▶ _Requirement_:
Select from the records below every line that has the word "boolean" in it.

Stored data
//! Environment accessor.
//!
//! Values are looked up with service-scoped precedence: for a service named
//! `orders`, `orders__KEEL_HTTP_PORT` wins over `KEEL_HTTP_PORT`.

use std::collections::HashMap;
use std::str::FromStr;

use crate::definition::{Definitions, ServiceDeploy};

/// Suffix allowed on names passed to [`EnvApi::get`], marking a value that
/// comes from the environment.
pub const ENV_NOTATION: &str = "@env";

const SCOPE_SEPARATOR: &str = "__";

pub const DEPLOY_VAR: &str = "KEEL_SERVICE_DEPLOY";
pub const TRACKER_HEADER_VAR: &str = "KEEL_TRACKER_HEADER_NAME";
pub const CICD_VAR: &str = "KEEL_CICD_TEST";
pub const COUPLED_NAMESPACE_VAR: &str = "KEEL_COUPLED_NAMESPACE";
pub const COUPLED_PORT_VAR: &str = "KEEL_COUPLED_PORT";
pub const GRPC_PORT_VAR: &str = "KEEL_GRPC_PORT";
pub const HTTP_PORT_VAR: &str = "KEEL_HTTP_PORT";

// ---------------------------------------------------------------------------
// VarSource
// ---------------------------------------------------------------------------

/// Where environment values come from.
pub trait VarSource: Send + Sync {
    fn var(&self, name: &str) -> Option<String>;
}

/// The process environment.
#[derive(Debug, Clone, Copy, Default)]
pub struct ProcessEnv;

impl VarSource for ProcessEnv {
    fn var(&self, name: &str) -> Option<String> {
        std::env::var(name).ok()
    }
}

impl VarSource for HashMap<String, String> {
    fn var(&self, name: &str) -> Option<String> {
        self.get(name).cloned()
    }
}

// ---------------------------------------------------------------------------
// Errors
// ---------------------------------------------------------------------------

#[derive(Debug, Clone, PartialEq, Eq, thiserror::Error)]
pub enum EnvError {
    #[error("environment variable '{0}' must be set")]
    Missing(String),

    #[error("environment variable '{name}' has invalid value '{value}': {reason}")]
    Invalid {
        name: String,
        value: String,
        reason: String,
    },
}

// ---------------------------------------------------------------------------
// GlobalEnvs
// ---------------------------------------------------------------------------

/// Framework-reserved values.
#[derive(Debug, Clone, PartialEq, Eq)]
pub struct GlobalEnvs {
    pub deployment_env: ServiceDeploy,
    pub tracker_header_name: String,
    pub is_cicd: bool,
    /// Namespace appended to outbound client hosts.
    pub coupled_namespace: String,
    pub coupled_port: u16,
    pub grpc_port: u16,
    pub http_port: u16,
}

impl Default for GlobalEnvs {
    fn default() -> Self {
        Self {
            deployment_env: ServiceDeploy::Local,
            tracker_header_name: "X-Request-ID".to_string(),
            is_cicd: false,
            coupled_namespace: String::new(),
            coupled_port: 7070,
            grpc_port: 7070,
            http_port: 8080,
        }
    }
}

impl GlobalEnvs {
    /// Loads the reserved values, falling back to defaults for unset ones.
    ///
    /// # Errors
    ///
    /// Returns [`EnvError::Invalid`] if a set value cannot be parsed.
    pub fn load(service_name: &str, source: &dyn VarSource) -> Result<Self, EnvError> {
        let defaults = Self::default();
        let lookup = Scoped {
            service_name,
            source,
        };

        let deployment_env = lookup
            .get(DEPLOY_VAR)
            .map_or(defaults.deployment_env, |(_, v)| {
                v.parse().unwrap_or(ServiceDeploy::Unknown)
            });

        Ok(Self {
            deployment_env,
            tracker_header_name: lookup
                .get(TRACKER_HEADER_VAR)
                .map_or(defaults.tracker_header_name, |(_, v)| v),
            is_cicd: lookup.parse(CICD_VAR, defaults.is_cicd, parse_bool)?,
            coupled_namespace: lookup
                .get(COUPLED_NAMESPACE_VAR)
                .map_or(defaults.coupled_namespace, |(_, v)| v),
            coupled_port: lookup.parse(COUPLED_PORT_VAR, defaults.coupled_port, parse_from_str)?,
            grpc_port: lookup.parse(GRPC_PORT_VAR, defaults.grpc_port, parse_from_str)?,
            http_port: lookup.parse(HTTP_PORT_VAR, defaults.http_port, parse_from_str)?,
        })
    }
}

struct Scoped<'a> {
    service_name: &'a str,
    source: &'a dyn VarSource,
}

impl Scoped<'_> {
    /// Returns the variable name that matched and its non-empty value.
    fn get(&self, key: &str) -> Option<(String, String)> {
        let scoped = format!("{}{SCOPE_SEPARATOR}{key}", self.service_name);
        [scoped, key.to_string()]
            .into_iter()
            .find_map(|name| self.source.var(&name).filter(|v| !v.is_empty()).map(|v| (name, v)))
    }

    fn parse<T>(&self, key: &str, default: T, parse: fn(&str) -> Result<T, String>) -> Result<T, EnvError> {
        match self.get(key) {
            Some((name, value)) => parse(&value).map_err(|reason| EnvError::Invalid { name, value, reason }),
            None => Ok(default),
        }
    }
}

fn parse_from_str<T: FromStr>(value: &str) -> Result<T, String>
where
    T::Err: std::fmt::Display,
{
    value.trim().parse().map_err(|e: T::Err| e.to_string())
}

fn parse_bool(value: &str) -> Result<bool, String> {
    match value.trim().to_ascii_lowercase().as_str() {
        "1" | "t" | "true" | "yes" => Ok(true),
        "0" | "f" | "false" | "no" => Ok(false),
        _ => Err("expected a boolean".to_string()),
    }
}

// ---------------------------------------------------------------------------
// EnvApi / ServiceEnvs
// ---------------------------------------------------------------------------

/// Environment access offered to features and service code.
pub trait EnvApi: Send + Sync {
    /// Value of a variable listed in the service's `envs`. A trailing `@env`
    /// on `name` is ignored.
    fn get(&self, name: &str) -> Option<String>;

    /// # Errors
    ///
    /// Returns [`EnvError::Missing`] if the variable is not defined and
    /// [`EnvError::Invalid`] if it is not an integer.
    fn get_int(&self, name: &str) -> Result<i64, EnvError> {
        let value = self.get(name).ok_or_else(|| EnvError::Missing(name.to_string()))?;
        parse_from_str(&value).map_err(|reason| EnvError::Invalid {
            name: name.to_string(),
            value,
            reason,
        })
    }

    /// # Errors
    ///
    /// Returns [`EnvError::Missing`] if the variable is not defined and
    /// [`EnvError::Invalid`] if it is not a boolean.
    fn get_bool(&self, name: &str) -> Result<bool, EnvError> {
        let value = self.get(name).ok_or_else(|| EnvError::Missing(name.to_string()))?;
        parse_bool(&value).map_err(|reason| EnvError::Invalid {
            name: name.to_string(),
            value,
            reason,
        })
    }

    fn deployment_env(&self) -> ServiceDeploy;
    fn tracker_header_name(&self) -> String;
    fn is_cicd(&self) -> bool;
}

/// Framework-reserved values plus the variables a service declares as
/// mandatory in its definitions.
#[derive(Debug, Clone)]
pub struct ServiceEnvs {
    envs: GlobalEnvs,
    defined: HashMap<String, String>,
}

impl ServiceEnvs {
    /// # Errors
    ///
    /// Returns [`EnvError::Missing`] for the first declared variable that is
    /// unset or empty, or [`EnvError::Invalid`] for a malformed reserved one.
    pub fn load(defs: &Definitions, source: &dyn VarSource) -> Result<Self, EnvError> {
        let envs = GlobalEnvs::load(defs.service_name(), source)?;
        let lookup = Scoped {
            service_name: defs.service_name(),
            source,
        };

        let defined = defs
            .envs
            .iter()
            .map(|name| {
                lookup
                    .get(name)
                    .map(|(_, value)| (name.clone(), value))
                    .ok_or_else(|| EnvError::Missing(name.clone()))
            })
            .collect::<Result<_, _>>()?;

        Ok(Self { envs, defined })
    }

    #[must_use]
    pub fn globals(&self) -> &GlobalEnvs {
        &self.envs
    }

    #[must_use]
    pub fn defined_env(&self, name: &str) -> Option<&str> {
        self.defined.get(name).map(String::as_str)
    }

    #[must_use]
    pub fn coupled_namespace(&self) -> &str {
        &self.envs.coupled_namespace
    }

    #[must_use]
    pub fn coupled_port(&self) -> u16 {
        self.envs.coupled_port
    }

    #[must_use]
    pub fn grpc_port(&self) -> u16 {
        self.envs.grpc_port
    }

    #[must_use]
    pub fn http_port(&self) -> u16 {
        self.envs.http_port
    }

    #[must_use]
    pub fn is_test(&self) -> bool {
        self.envs.deployment_env == ServiceDeploy::Test
    }
}

impl EnvApi for ServiceEnvs {
    fn get(&self, name: &str) -> Option<String> {
        let name = name.strip_suffix(ENV_NOTATION).unwrap_or(name);
        self.defined.get(name).cloned()
    }

    fn deployment_env(&self) -> ServiceDeploy {
        self.envs.deployment_env
    }

    fn tracker_header_name(&self) -> String {
        self.envs.tracker_header_name.clone()
    }

    fn is_cicd(&self) -> bool {
        self.envs.is_cicd
    }
}
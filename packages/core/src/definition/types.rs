use std::borrow::Cow;
use std::collections::BTreeMap;
use std::fmt;
use std::str::FromStr;

use serde::{Deserialize, Serialize};

// ---------------------------------------------------------------------------
// ServiceKind
// ---------------------------------------------------------------------------

/// A transport kind a service can declare in its `types` list.
///
/// Built-in kinds are constants; external transports introduce their own
/// through [`ServiceKind::new`].
#[derive(Debug, Clone, PartialEq, Eq, Hash, PartialOrd, Ord)]
pub struct ServiceKind(Cow<'static, str>);

impl ServiceKind {
    pub const GRPC: Self = Self(Cow::Borrowed("grpc"));
    pub const HTTP_SPEC: Self = Self(Cow::Borrowed("http-spec"));
    pub const HTTP: Self = Self(Cow::Borrowed("http"));
    pub const WORKER: Self = Self(Cow::Borrowed("worker"));
    pub const SCRIPT: Self = Self(Cow::Borrowed("script"));
    pub const NATIVE: Self = Self(Cow::Borrowed("native"));

    pub fn new(name: impl Into<String>) -> Self {
        Self(Cow::Owned(name.into()))
    }

    #[must_use]
    pub fn as_str(&self) -> &str {
        &self.0
    }

    /// Kinds every definitions snapshot accepts without registration.
    #[must_use]
    pub fn builtin() -> Vec<Self> {
        vec![
            Self::GRPC,
            Self::HTTP_SPEC,
            Self::HTTP,
            Self::WORKER,
            Self::SCRIPT,
            Self::NATIVE,
        ]
    }
}

impl fmt::Display for ServiceKind {
    fn fmt(&self, f: &mut fmt::Formatter<'_>) -> fmt::Result {
        f.write_str(&self.0)
    }
}

impl From<&str> for ServiceKind {
    fn from(name: &str) -> Self {
        Self::new(name)
    }
}

// ---------------------------------------------------------------------------
// ServiceDeploy
// ---------------------------------------------------------------------------

/// Deployment mode the service runs under.
#[derive(Debug, Clone, Copy, Default, PartialEq, Eq, Hash)]
pub enum ServiceDeploy {
    Production,
    Test,
    Development,
    #[default]
    Local,
    Unknown,
}

impl ServiceDeploy {
    #[must_use]
    pub fn as_str(self) -> &'static str {
        match self {
            Self::Production => "prod",
            Self::Test => "test",
            Self::Development => "dev",
            Self::Local => "local",
            Self::Unknown => "unknown",
        }
    }
}

impl fmt::Display for ServiceDeploy {
    fn fmt(&self, f: &mut fmt::Formatter<'_>) -> fmt::Result {
        f.write_str(self.as_str())
    }
}

impl FromStr for ServiceDeploy {
    type Err = std::convert::Infallible;

    /// Unrecognized names map to [`ServiceDeploy::Unknown`].
    fn from_str(s: &str) -> Result<Self, Self::Err> {
        Ok(match s.to_ascii_lowercase().as_str() {
            "prod" => Self::Production,
            "test" => Self::Test,
            "dev" => Self::Development,
            "local" => Self::Local,
            _ => Self::Unknown,
        })
    }
}

// ---------------------------------------------------------------------------
// Definition blocks
// ---------------------------------------------------------------------------

/// `[log]` block.
#[derive(Debug, Clone, Default, PartialEq, Serialize, Deserialize)]
#[serde(default)]
pub struct LogDefinitions {
    pub level: Option<String>,
    pub attributes: BTreeMap<String, String>,
    /// One of `default`, `disabled` or `structured`.
    pub error_stack_trace: Option<String>,
}

/// `[tests]` block.
#[derive(Debug, Clone, Default, PartialEq, Eq, Serialize, Deserialize)]
#[serde(default)]
pub struct TestsDefinitions {
    pub execute_lifecycle: bool,
    pub discard_log_messages: Option<bool>,
}

/// `[clients.<name>]` block overriding how an outbound client connects.
#[derive(Debug, Clone, Default, PartialEq, Eq, Serialize, Deserialize)]
#[serde(default)]
pub struct ClientDefinitions {
    pub host: Option<String>,
    pub port: Option<u16>,
}

/// The common `enabled` switch of a `[features.<name>]` block.
#[derive(Debug, Clone, Copy, Default, PartialEq, Eq, Serialize, Deserialize)]
#[serde(default)]
pub struct FeatureToggle {
    pub enabled: bool,
}

#[cfg(test)]
mod tests {
    use super::*;

    #[test]
    fn builtin_kinds_compare_with_dynamic_ones() {
        assert_eq!(ServiceKind::from("http"), ServiceKind::HTTP);
        assert!(ServiceKind::builtin().contains(&ServiceKind::new("native")));
        assert_eq!(ServiceKind::SCRIPT.as_str(), "script");
    }

    #[test]
    fn deploy_parsing_is_lenient() {
        assert_eq!("PROD".parse::<ServiceDeploy>().unwrap(), ServiceDeploy::Production);
        assert_eq!("test".parse::<ServiceDeploy>().unwrap(), ServiceDeploy::Test);
        assert_eq!("staging".parse::<ServiceDeploy>().unwrap(), ServiceDeploy::Unknown);
        assert_eq!(ServiceDeploy::default().to_string(), "local");
    }
}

▶ _Exercise answer_:
        _ => Err("expected a boolean".to_string()),
    /// [`EnvError::Invalid`] if it is not a boolean.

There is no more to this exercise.